Woman who developed life changing condition due to vaccine side effect is still pro vaccinations

New research has revealed that almost half of parents have been exposed to misinformation about vaccinations online [Photo: Getty]
New research has revealed that almost half of parents have been exposed to misinformation about vaccinations online [Photo: Getty]

The decision about whether or not to vaccinate your children is often a contentious one for parents.

And, according to new research, the decision can often be muddied by being exposed to misinformation about vaccinations via social media.

The report, published by the Royal Society for Public Health (RSPH), found that half of all parents with small children have been exposed to negative messages about jabs.

What’s more, the most common reason for parents not to vaccinate is the fear of side effects.

But one woman has opened up about her own experiences of vaccination side effects in order to urge parents to still consider getting their children immunised.

When she was 14-years-old, Tiffany Yonts received the tetanus and diphtheria vaccine as part of a routine check-up.

Unfortunately, though extremely rare, she developed an untreatable autoimmune disease called Guillain-Barre Syndrome (GBS) as a side effect of the vaccine.

According to the NHS Guillain-Barré Syndrome is a very rare and serious condition that affects the nerves.

It mainly affects the feet, hands and limbs, causing problems such as numbness, weakness and pain and in extreme cases can impact a person’s ability to breathe.

In rare cases it can also lead to paralysis.

Though for many sufferers, the condition can be treated with most eventually making a full recovery, in rare cases, like Tiffany’s, it can be life-threatening leaving some with long-term problems.

Guillain-Barré syndrome is thought to be caused by a problem with the immune system, the body’s natural defence against illness and infection.

“Normally the immune system attacks any germs that get into the body. But in people with Guillain-Barré syndrome, something goes wrong and it mistakenly attacks and damages the nerves,” the site reads.

Though it isn’t exactly clear why this happens the NHS states that one of the potential triggers could be a vaccination, although it also points out that this is very rare and the benefits of vaccinating far outweigh any risk.

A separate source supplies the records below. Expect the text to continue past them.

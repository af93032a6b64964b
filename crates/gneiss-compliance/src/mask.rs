//! Sensitive-field masking.
//!
//! Masking is positional, not cryptographic: enough of the value survives
//! for correlation during an investigation (first/last characters), while
//! the sensitive middle is unrecoverable from the persisted payload.
//!
//! Rules:
//! - strings of ≤ 4 chars: `"****"`
//! - strings of 5–8 chars: first 2 + `*` × (len − 2)
//! - longer strings: first 2 + `*` × (len − 4) + last 2
//! - numbers: `"****"` (a masked number is no longer a number)
//! - anything else (bool, null, arrays, objects): `"[REDACTED]"`
//!
//! Matching is ASCII case-insensitive: a property is masked when its key
//! contains any profile pattern, and template text gets pattern occurrences
//! replaced outright.

use serde_json::Value;

/// Replacement for non-string, non-numeric sensitive values and for
/// sensitive substrings in message templates.
pub const REDACTED: &str = "[REDACTED]";

/// True when `key` contains any of `patterns`, ignoring ASCII case.
pub fn key_matches(key: &str, patterns: &[&str]) -> bool {
    patterns
        .iter()
        .any(|pattern| find_ascii_ci(key, pattern, 0).is_some())
}

/// Masks a string per the positional rules above.
///
/// Lengths are measured in characters, not bytes.
pub fn mask_string(value: &str) -> String {
    let chars: Vec<char> = value.chars().collect();
    let len = chars.len();

    if len <= 4 {
        return "****".to_string();
    }

    let mut masked = String::with_capacity(len);
    masked.extend(&chars[..2]);
    if len > 8 {
        masked.extend(std::iter::repeat('*').take(len - 4));
        masked.extend(&chars[len - 2..]);
    } else {
        masked.extend(std::iter::repeat('*').take(len - 2));
    }
    masked
}

/// Masks one property value.
pub fn mask_value(value: &Value) -> Value {
    match value {
        Value::String(text) => Value::String(mask_string(text)),
        Value::Number(_) => Value::String("****".to_string()),
        _ => Value::String(REDACTED.to_string()),
    }
}

/// Replaces every ASCII case-insensitive occurrence of each pattern in
/// `template` with [`REDACTED`].
pub fn redact_template(template: &str, patterns: &[&str]) -> String {
    let mut result = template.to_string();
    for pattern in patterns {
        if pattern.is_empty() {
            continue;
        }
        let mut out = String::with_capacity(result.len());
        let mut pos = 0;
        while let Some(found) = find_ascii_ci(&result, pattern, pos) {
            out.push_str(&result[pos..found]);
            out.push_str(REDACTED);
            pos = found + pattern.len();
        }
        out.push_str(&result[pos..]);
        result = out;
    }
    result
}

/// ASCII case-insensitive substring search starting at byte `from`.
///
/// Patterns are ASCII, so any match lies on UTF-8 character boundaries and
/// the returned index is splice-safe.
fn find_ascii_ci(haystack: &str, needle: &str, from: usize) -> Option<usize> {
    let haystack = haystack.as_bytes();
    let needle = needle.as_bytes();
    if needle.is_empty() || haystack.len() < from + needle.len() {
        return None;
    }
    (from..=haystack.len() - needle.len())
        .find(|&i| haystack[i..i + needle.len()].eq_ignore_ascii_case(needle))
}

#[cfg(test)]
mod tests {
    use super::*;
    use proptest::prelude::*;
    use test_case::test_case;

    #[test_case("", "****")]
    #[test_case("a", "****")]
    #[test_case("abcd", "****")]
    #[test_case("abcde", "ab***")]
    #[test_case("12345678", "12******")]
    #[test_case("123456789", "12*****89")]
    #[test_case("123-45-6789", "12*******89")]
    fn string_masking_rules(input: &str, expected: &str) {
        assert_eq!(mask_string(input), expected);
    }

    #[test]
    fn masked_string_keeps_char_length_above_four() {
        for input in ["hello", "longer-value", "日本語のテキスト"] {
            let masked = mask_string(input);
            assert_eq!(masked.chars().count(), input.chars().count());
        }
    }

    #[test]
    fn numbers_and_other_types_are_flattened() {
        assert_eq!(mask_value(&Value::from(4111_1111u64)), Value::from("****"));
        assert_eq!(mask_value(&Value::from(1.5)), Value::from("****"));
        assert_eq!(mask_value(&Value::Bool(true)), Value::from(REDACTED));
        assert_eq!(mask_value(&Value::Null), Value::from(REDACTED));
        assert_eq!(
            mask_value(&serde_json::json!({ "nested": 1 })),
            Value::from(REDACTED)
        );
    }

    #[test]
    fn key_matching_is_case_insensitive_contains() {
        let patterns = &["ssn", "password"];
        assert!(key_matches("SSN", patterns));
        assert!(key_matches("userPassword", patterns));
        assert!(key_matches("Password_Hash", patterns));
        assert!(!key_matches("PatientId", patterns));
        assert!(!key_matches("username", patterns));
    }

    #[test]
    fn template_redaction_replaces_all_occurrences() {
        let out = redact_template("SSN lookup: ssn={Ssn}", &["ssn"]);
        assert_eq!(out, "[REDACTED] lookup: [REDACTED]={[REDACTED]}");
    }

    #[test]
    fn template_redaction_handles_multiple_patterns() {
        let out = redact_template("card and cvv present", &["card", "cvv"]);
        assert_eq!(out, "[REDACTED] and [REDACTED] present");
    }

    #[test]
    fn template_without_patterns_is_unchanged() {
        let template = "user {UserId} viewed chart";
        assert_eq!(redact_template(template, &["ssn"]), template);
    }

    proptest! {
        #[test]
        fn masked_strings_never_leak_long_inputs(input in "[a-zA-Z0-9]{9,40}") {
            // For inputs over 8 chars only the first and last two survive;
            // the middle never appears in the masked output.
            let masked = mask_string(&input);
            let chars: Vec<char> = input.chars().collect();
            let middle: String = chars[2..chars.len() - 2].iter().collect();
            prop_assert!(!masked.contains(&middle));
        }

        #[test]
        fn redaction_removes_every_pattern_occurrence(
            prefix in "[a-z ]{0,10}",
            suffix in "[a-z ]{0,10}",
        ) {
            let template = format!("{prefix}SSN{suffix}");
            let out = redact_template(&template, &["ssn"]);
            prop_assert!(find_ascii_ci(&out, "ssn", 0).is_none());
        }
    }
}
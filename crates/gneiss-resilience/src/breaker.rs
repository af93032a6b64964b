//! Circuit breaker.
//!
//! Stops calling a failing dependency after `max_failures` consecutive
//! failures, then probes for recovery:
//!
//! ```text
//! Closed ──(max_failures consecutive failures)──▶ Open
//! Open ──(reset_timeout elapsed, next can_execute)──▶ HalfOpen
//! HalfOpen ──(half_open_max_calls consecutive successes)──▶ Closed
//! HalfOpen ──(any failure)──▶ Open
//! ```
//!
//! The Open → HalfOpen transition is lazy: nothing moves the state until a
//! caller asks `can_execute`.

use std::sync::atomic::{AtomicU64, Ordering};
use std::sync::Mutex;
use std::time::{Duration, Instant};

use crate::error::{ResilienceError, RetryableError};

/// Breaker states.
#[derive(Debug, Clone, Copy, PartialEq, Eq)]
pub enum CircuitState {
    /// Normal operation; calls pass through.
    Closed,
    /// Failing fast; calls are rejected without running.
    Open,
    /// Probing: calls pass through, counting consecutive successes.
    HalfOpen,
}

impl CircuitState {
    /// Numeric encoding for gauges (Closed=0, Open=1, HalfOpen=2).
    pub fn as_gauge(self) -> f64 {
        match self {
            CircuitState::Closed => 0.0,
            CircuitState::Open => 1.0,
            CircuitState::HalfOpen => 2.0,
        }
    }
}

impl std::fmt::Display for CircuitState {
    fn fmt(&self, f: &mut std::fmt::Formatter<'_>) -> std::fmt::Result {
        let name = match self {
            CircuitState::Closed => "closed",
            CircuitState::Open => "open",
            CircuitState::HalfOpen => "half-open",
        };
        f.write_str(name)
    }
}

/// Breaker thresholds.
#[derive(Debug, Clone)]
pub struct BreakerConfig {
    /// Consecutive failures that trip Closed → Open.
    pub max_failures: u32,
    /// Time in Open before the next call may probe.
    pub reset_timeout: Duration,
    /// Consecutive successes that close a HalfOpen breaker.
    pub half_open_max_calls: u32,
}

impl Default for BreakerConfig {
    fn default() -> Self {
        Self {
            max_failures: 5,
            reset_timeout: Duration::from_secs(30),
            half_open_max_calls: 3,
        }
    }
}

/// Invoked on every state transition with `(breaker name, from, to)`.
pub type StateCallback = Box<dyn Fn(&str, CircuitState, CircuitState) + Send + Sync>;

struct BreakerState {
    state: CircuitState,
    consecutive_failures: u32,
    half_open_successes: u32,
    last_failure_at: Option<Instant>,
}

/// A named circuit breaker.
pub struct CircuitBreaker {
    name: String,
    config: BreakerConfig,
    state: Mutex<BreakerState>,
    on_state_change: Option<StateCallback>,
    pub total_calls: AtomicU64,
    pub total_failures: AtomicU64,
    pub rejected_calls: AtomicU64,
}

impl std::fmt::Debug for CircuitBreaker {
    fn fmt(&self, f: &mut std::fmt::Formatter<'_>) -> std::fmt::Result {
        f.debug_struct("CircuitBreaker")
            .field("name", &self.name)
            .field("state", &self.state())
            .finish_non_exhaustive()
    }
}

impl CircuitBreaker {
    pub fn new(name: impl Into<String>, config: BreakerConfig) -> Self {
        Self {
            name: name.into(),
            config,
            state: Mutex::new(BreakerState {
                state: CircuitState::Closed,
                consecutive_failures: 0,
                half_open_successes: 0,
                last_failure_at: None,
            }),
            on_state_change: None,
            total_calls: AtomicU64::new(0),
            total_failures: AtomicU64::new(0),
            rejected_calls: AtomicU64::new(0),
        }
    }

    /// Attaches a transition callback.
    pub fn with_state_callback(mut self, callback: StateCallback) -> Self {
        self.on_state_change = Some(callback);
        self
    }

    pub fn name(&self) -> &str {
        &self.name
    }

    /// Current state, without triggering the lazy Open → HalfOpen move.
    pub fn state(&self) -> CircuitState {
        self.state.lock().expect("breaker mutex poisoned").state
    }

    /// True when a call may proceed. Performs the lazy Open → HalfOpen
    /// transition once `reset_timeout` has elapsed since the last failure.
    pub fn can_execute(&self) -> bool {
        let transition = {
            let mut state = self.state.lock().expect("breaker mutex poisoned");
            match state.state {
                CircuitState::Closed | CircuitState::HalfOpen => return true,
                CircuitState::Open => {
                    let elapsed = state
                        .last_failure_at
                        .map_or(Duration::MAX, |at| at.elapsed());
                    if elapsed < self.config.reset_timeout {
                        return false;
                    }
                    state.state = CircuitState::HalfOpen;
                    state.half_open_successes = 0;
                    (CircuitState::Open, CircuitState::HalfOpen)
                }
            }
        };
        self.notify(transition.0, transition.1);
        true
    }

    /// Records a successful call.
    pub fn record_success(&self) {
        let transition = {
            let mut state = self.state.lock().expect("breaker mutex poisoned");
            match state.state {
                CircuitState::Closed => {
                    state.consecutive_failures = 0;
                    None
                }
                CircuitState::HalfOpen => {
                    state.half_open_successes += 1;
                    if state.half_open_successes >= self.config.half_open_max_calls {
                        state.state = CircuitState::Closed;
                        state.consecutive_failures = 0;
                        state.half_open_successes = 0;
                        Some((CircuitState::HalfOpen, CircuitState::Closed))
                    } else {
                        None
                    }
                }
                // A success while Open (call admitted just before the trip)
                // does not move the state.
                CircuitState::Open => None,
            }
        };
        if let Some((from, to)) = transition {
            self.notify(from, to);
        }
    }

    /// Records a failed call.
    pub fn record_failure(&self) {
        self.total_failures.fetch_add(1, Ordering::Relaxed);
        let transition = {
            let mut state = self.state.lock().expect("breaker mutex poisoned");
            state.last_failure_at = Some(Instant::now());
            match state.state {
                CircuitState::Closed => {
                    state.consecutive_failures += 1;
                    if state.consecutive_failures >= self.config.max_failures {
                        state.state = CircuitState::Open;
                        Some((CircuitState::Closed, CircuitState::Open))
                    } else {
                        None
                    }
                }
                CircuitState::HalfOpen => {
                    state.state = CircuitState::Open;
                    state.half_open_successes = 0;
                    Some((CircuitState::HalfOpen, CircuitState::Open))
                }
                CircuitState::Open => None,
            }
        };
        if let Some((from, to)) = transition {
            self.notify(from, to);
        }
    }

    /// Runs `op` if the breaker admits it, recording the outcome.
    pub fn execute<T, E>(
        &self,
        op: impl FnOnce() -> std::result::Result<T, E>,
    ) -> std::result::Result<T, ResilienceError<E>>
    where
        E: RetryableError + std::error::Error + 'static,
    {
        if !self.can_execute() {
            self.rejected_calls.fetch_add(1, Ordering::Relaxed);
            return Err(ResilienceError::CircuitOpen {
                name: self.name.clone(),
            });
        }

        self.total_calls.fetch_add(1, Ordering::Relaxed);
        match op() {
            Ok(value) => {
                self.record_success();
                Ok(value)
            }
            Err(err) => {
                self.record_failure();
                Err(ResilienceError::Permanent(err))
            }
        }
    }

    fn notify(&self, from: CircuitState, to: CircuitState) {
        tracing::info!(breaker = %self.name, %from, %to, "circuit breaker state change");
        if let Some(callback) = &self.on_state_change {
            callback(&self.name, from, to);
        }
    }
}
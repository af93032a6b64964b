//! Resilience manager: one retry policy plus named circuit breakers.
//!
//! Backends get a breaker each (keyed by backend name); every remote
//! operation runs as retry-inside-breaker, so a dependency that keeps
//! failing through its retries trips its breaker and subsequent calls fail
//! fast with `CircuitOpen`.

use std::collections::HashMap;
use std::sync::{Arc, Mutex};

use gneiss_types::{MetricsRecorder, NoopRecorder};

use crate::breaker::{BreakerConfig, CircuitBreaker};
use crate::error::{ResilienceError, RetryableError};
use crate::retry::{RetryContext, RetryPolicy, RetryStatsSnapshot};

/// Combines a retry policy with a registry of named breakers.
pub struct ResilienceManager {
    retry: RetryPolicy,
    breaker_config: BreakerConfig,
    breakers: Mutex<HashMap<String, Arc<CircuitBreaker>>>,
    recorder: Arc<dyn MetricsRecorder>,
}

impl std::fmt::Debug for ResilienceManager {
    fn fmt(&self, f: &mut std::fmt::Formatter<'_>) -> std::fmt::Result {
        f.debug_struct("ResilienceManager")
            .field("retry", &self.retry)
            .field("breaker_config", &self.breaker_config)
            .finish_non_exhaustive()
    }
}

impl ResilienceManager {
    pub fn new(retry: RetryPolicy, breaker_config: BreakerConfig) -> Self {
        Self::with_recorder(retry, breaker_config, Arc::new(NoopRecorder))
    }

    pub fn with_recorder(
        retry: RetryPolicy,
        breaker_config: BreakerConfig,
        recorder: Arc<dyn MetricsRecorder>,
    ) -> Self {
        Self {
            retry,
            breaker_config,
            breakers: Mutex::new(HashMap::new()),
            recorder,
        }
    }

    /// The shared retry policy.
    pub fn retry_policy(&self) -> &RetryPolicy {
        &self.retry
    }

    /// Retry counter snapshot.
    pub fn retry_stats(&self) -> RetryStatsSnapshot {
        self.retry.stats()
    }

    /// Returns the named breaker, creating it on first use.
    pub fn breaker(&self, name: &str) -> Arc<CircuitBreaker> {
        let mut breakers = self.breakers.lock().expect("breaker registry poisoned");
        if let Some(breaker) = breakers.get(name) {
            return Arc::clone(breaker);
        }

        let recorder = Arc::clone(&self.recorder);
        let breaker = Arc::new(
            CircuitBreaker::new(name, self.breaker_config.clone()).with_state_callback(Box::new(
                move |name, _from, to| {
                    recorder.gauge("circuit_breaker_state", &[("name", name)], to.as_gauge());
                },
            )),
        );
        breakers.insert(name.to_string(), Arc::clone(&breaker));
        breaker
    }

    /// Runs `op` with retries inside the named breaker.
    ///
    /// The breaker sees one composite outcome: success if any attempt
    /// succeeded, one failure if the retries were exhausted. `CircuitOpen`
    /// is returned without invoking `op` at all.
    pub fn execute_with_breaker<T, E>(
        &self,
        name: &str,
        op: impl FnMut(u32) -> std::result::Result<T, E>,
    ) -> std::result::Result<T, ResilienceError<E>>
    where
        E: RetryableError + std::error::Error + 'static,
    {
        self.execute_with_breaker_ctx(name, &RetryContext::none(), op)
    }

    /// As [`Self::execute_with_breaker`], under a deadline/cancellation
    /// context.
    pub fn execute_with_breaker_ctx<T, E>(
        &self,
        name: &str,
        ctx: &RetryContext,
        op: impl FnMut(u32) -> std::result::Result<T, E>,
    ) -> std::result::Result<T, ResilienceError<E>>
    where
        E: RetryableError + std::error::Error + 'static,
    {
        let breaker = self.breaker(name);
        if !breaker.can_execute() {
            breaker
                .rejected_calls
                .fetch_add(1, std::sync::atomic::Ordering::Relaxed);
            return Err(ResilienceError::CircuitOpen {
                name: name.to_string(),
            });
        }

        let result = self.retry.execute_with(ctx, op);
        let status = match &result {
            Ok(_) => {
                breaker.record_success();
                "ok"
            }
            // Cancellation says nothing about the dependency's health.
            Err(ResilienceError::Cancelled | ResilienceError::DeadlineExceeded) => "cancelled",
            Err(_) => {
                breaker.record_failure();
                "error"
            }
        };
        self.recorder.counter(
            "retry_attempts_total",
            &[("op", name), ("status", status)],
            1,
        );
        result
    }
}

Far more common is that the condition can be brought on by an infection.

Tiffany first shared her experiences via a candid Twitter thread to send a message to those who are against vaccinations, but in light of the new report, her story is being shared online once again.

New research has revealed that almost half of parents have been exposed to misinformation about vaccinations online [Photo: Getty]
New research has revealed that almost half of parents have been exposed to misinformation about vaccinations online [Photo: Getty]

Since her diagnosis Tiffany has spent years researching about and the science behind its potential causes, but she remains in favour of immunisations.

“After I learned what my diagnosis actually was, I spent a long time researching it and learning a lot about health and medicine,” she told Bored Panda.

“I even studied East Asian medicine (with a heavy dose of biomed) for a while and, even though I was already pro-vaccine by that point, it helped me to really understand the physical processes and science behind vaccines and why they’re so necessary for public health.”

The re-emergence of Tiffany’s story has lead others to share their own experiences of vaccination side effects, though many, like Tiffany, also still remain in the pro-vaccine camp.

As the interest in her story has grown, Tiffany also returned to Twitter to answer a few more questions about her experiences.

The release of the new report isn’t the first time the topic of vaccinations has hit headlines recently. In November a Facebook advert warning parents that vaccines could “kill your child” was banned.

Last year experts issued a recommendation that all babies should receive the Hepatitis B vaccine at birth.

Speaking at the Global Hepatitis Summit in Toronto, professor Harry Janssen, director of the Toronto Centre for Liver Disease, said vaccination at birth was the best way to protect children from Hepatitis B.

His advice echoes recommendations by the World Health Organisation (WHO) that all babies should receive their first dose of vaccine as soon as possible after birth, preferably within 24 hours.

Meanwhile over in Australia, the Government has clamped down on its ‘no jab, no pay’ policy by issuing further fines for parents who refuse to vaccinate their children.

And back in 2017 a vegan mother was ordered to give her sons routine vaccinations after the High Court overruled her objections.

The mum-of-two, who cannot be named, is so opposed to giving her children everyday medicines that she refuses to even give her children Calpol when they are poorly.

Having objected to giving her sons’ routine vaccinations, the mum was told by a High Court judge that she must comply with an order from the Court of Protection to have them vaccinated.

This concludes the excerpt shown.